The stock market sell-off is indeed dragging on Monday, but it just took a twist. The market is telling us something a little bit different than what it was telling us in the first leg of the selling earlier this month.
Monday, the S&P 500 fell as much as 2% by mid-afternoon. The tech-heavy Nasdaq fell 1%.
But let’s take a look at the first bit of market pressure against what we are seeing Monday. The fears are changing and so are the price movements of some of the U.S. market’s premier stocks.
Between September 2 and September 11, the Nasdaq 100 fell 10.7%. In that time, the Vanguard S&P 500 Value ETF (VOOV) – Get Report fell 4.3%. Value bulls don’t want to hear this, but value actually began to outperform growth, even though it was in the form of downside price movement. Growth tech stocks were selling off hard as it has become clear there is a real possibility that at-home services — high-growth trends — have seen so much accelerated adoption, there may be far fewer customers to acquire in later years. This has been a classic valuation re-rating and the Nasdaq 100 is down more than 12% since September 2. Amazon AMZN is a pretty good example, as it is down 18% since September 2. Demand for e-commerce and business cloud services in the current environment has surged, giving way to a year of explosive revenue growth for Amazon. But new e-commerce users can only sign up once. The company does have a long runway of growth, seen in its young and growing logistics B-2-B segment, which businesses are beginning to move onto. Still, Amazon has likely pulled forward a lot of demand.

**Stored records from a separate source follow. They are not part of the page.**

use std::sync::LazyLock;

use regex::{Captures, Regex};
use tracing::debug;

use super::block::{balanced_end, Span};
use super::{VERSE_MARKER_OPEN_RE, VERSE_MARKER_RE};

/// A single textual rewrite inside a rule.
pub enum Rewrite {
    /// Plain regex replacement (capture references allowed in `with`).
    Replace { re: Regex, with: &'static str },
    /// Remove every match, re-emitting any verse markers found inside it.
    Strip(Regex),
    /// Remove `<sup>` elements whose opening tag is not a verse marker.
    StripUnlessVerse(Regex),
    /// Remove elements opened by `open` through their balanced close tag.
    /// The tag name is taken from the `tag` capture group.
    StripContainer(Regex),
    /// Remove from each `start` match up to the next `stop` match or end of text.
    StripUntil { start: Regex, stop: &'static LazyLock<Regex> },
    /// Turn the first chapter-number element into a verse 1 marker when no
    /// verse 1 marker exists.
    SynthesizeVerseOne(Regex),
    CollapseWhitespace,
}

pub struct Rule {
    pub name: &'static str,
    rewrites: Vec<Rewrite>,
}

/// Character counts around one rule application.
#[derive(Debug, Clone, PartialEq, Eq)]
pub struct RuleTrace {
    pub rule: &'static str,
    pub before: usize,
    pub after: usize,
}

static VERSE_ONE_RE: LazyLock<Regex> =
    LazyLock::new(|| Regex::new(r#"(?i)<sup class="verse-number">\s*1\s*</sup>"#).unwrap());
static MARKUP_START_RE: LazyLock<Regex> = LazyLock::new(|| Regex::new("<").unwrap());
static WHITESPACE_RE: LazyLock<Regex> = LazyLock::new(|| Regex::new(r"\s+").unwrap());

// Book/chapter:verse citation, optionally prefixed by a numbered-book digit.
const CITATION: &str = r"(?:[1-3]\s*)?[A-Za-z]+(?:\s+[A-Za-z]+)*\s+[0-9]+:[0-9]+";
const NBSP: &str = r"(?:\s|&nbsp;|&#160;)*";

fn re(pattern: &str) -> Regex {
    Regex::new(pattern).unwrap()
}
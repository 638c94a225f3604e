use super::{VerseRecord, VERSE_MARKER_RE};

/// Split a cleaned block into verse records, one per canonical marker.
///
/// Text runs from the end of a marker to the start of the next one (or end
/// of input). Markers with empty text or an unusable number are skipped;
/// numbering is taken as-is, so repeats and gaps pass through.
pub fn segment(cleaned: &str) -> Vec<VerseRecord> {
    let markers: Vec<_> = VERSE_MARKER_RE.captures_iter(cleaned).collect();
    let mut verses = Vec::with_capacity(markers.len());

    for (i, caps) in markers.iter().enumerate() {
        let (Some(whole), Some(number)) = (caps.get(0), caps.get(1)) else {
            continue;
        };
        let end = markers
            .get(i + 1)
            .and_then(|next| next.get(0))
            .map_or(cleaned.len(), |m| m.start());

        let text = cleaned[whole.end()..end].trim();
        let verse = match number.as_str().parse::<u32>() {
            Ok(n) if n > 0 => n,
            _ => continue,
        };
        if text.is_empty() {
            continue;
        }

        verses.push(VerseRecord {
            verse,
            text: text.to_string(),
        });
    }

    verses
}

Meanwhile, the second-quarter earnings beats (a 30% year-over-year contraction on the S&P 500 versus estimates of -45%) had clearly pointed to earnings momentum. Analysts, in aggregate, expect earnings per share for 2020 to reach a level near 2019’s level. Cyclical companies were beating earnings estimates handily — namely industrials, materials and consumer discretionary. Fiscal and monetary stimulus had flown through the economy effectively, while businesses reopened. Value stocks participated in the summer rally.
But recently, some economic data, like the slowing rate of decrease in jobless claims (still not far under 1 million per week), is unmasking the economy’s need for more stimulus. While the Federal Reserve’s current interest rate trajectory is for a benchmark rate of 0% through 2023 — letting potential inflation run hotter than 2% – cannot stimulate the economy or the market more from here, it is fiscal stimulus needed now. Small businesses are shut down and strapped for cash. That’s a serious impediment to the continued rapidity of the reduction in the unemployment rate. That’s an impediment to consumer spend and corporate earnings. And many stocks — not just growth tech — are priced at arguably full valuations that already reflect low interest rates.
By the way, the 10-Year Treasury yield at 0.66% Monday afternoon is below the expected inflation rate by next year of above 1%. Low real yields support equity valuations, but the real yield can only flip positive from here, a development that would, itself, be valuation negative, but would reflect economic and earnings strength. That would favor value stocks over growth stocks which do not benefit as much from economic expansion. To be sure, earnings growth from secular trends is so strong for growth stocks, they still have the potential to outperform.
In any event, the selling in growth tech abated on Monday. Tech had been beaten up enough and a few unsettling developments collided for a perfect storm for cyclical value. The result: some pressured tech stocks like Apple AAPL flipped briefly positive by midday, while cyclicals plummeted. Airlines fell about 7%. Oil stocks fell more than 4%, with the price of oil down the same amount.
That fiscal stimulus bill isn’t close to being finalized. The current bill, according to some reports, could only be $500 billion, not the trillions we had seen earlier in the year. With the looming political battle over a successor to Supreme Court Justice Ruth Bader Ginsburg, investors perceive the stimulus bill as on the back-burner. Meanwhile, that expected cold-weather wave of virus infections may have already begun. The trailing 7-day moving average of new daily virus cases in the U.S. is now 42,000, up from 35,000 less than a month ago, according to Johns Hopkins data. This potentially means more lockdowns, which must be met with aggressive stimulus in order for the V-shaped economic recovery to continue as such. Waning political will for more fiscal stimulus was said, in the summer, to have been a potential catalyst for harsh selling. That seems to be unfolding.
The September sell-off began as tech-focused, while the economy seemed fine. Now, it’s the economy investors are worried about.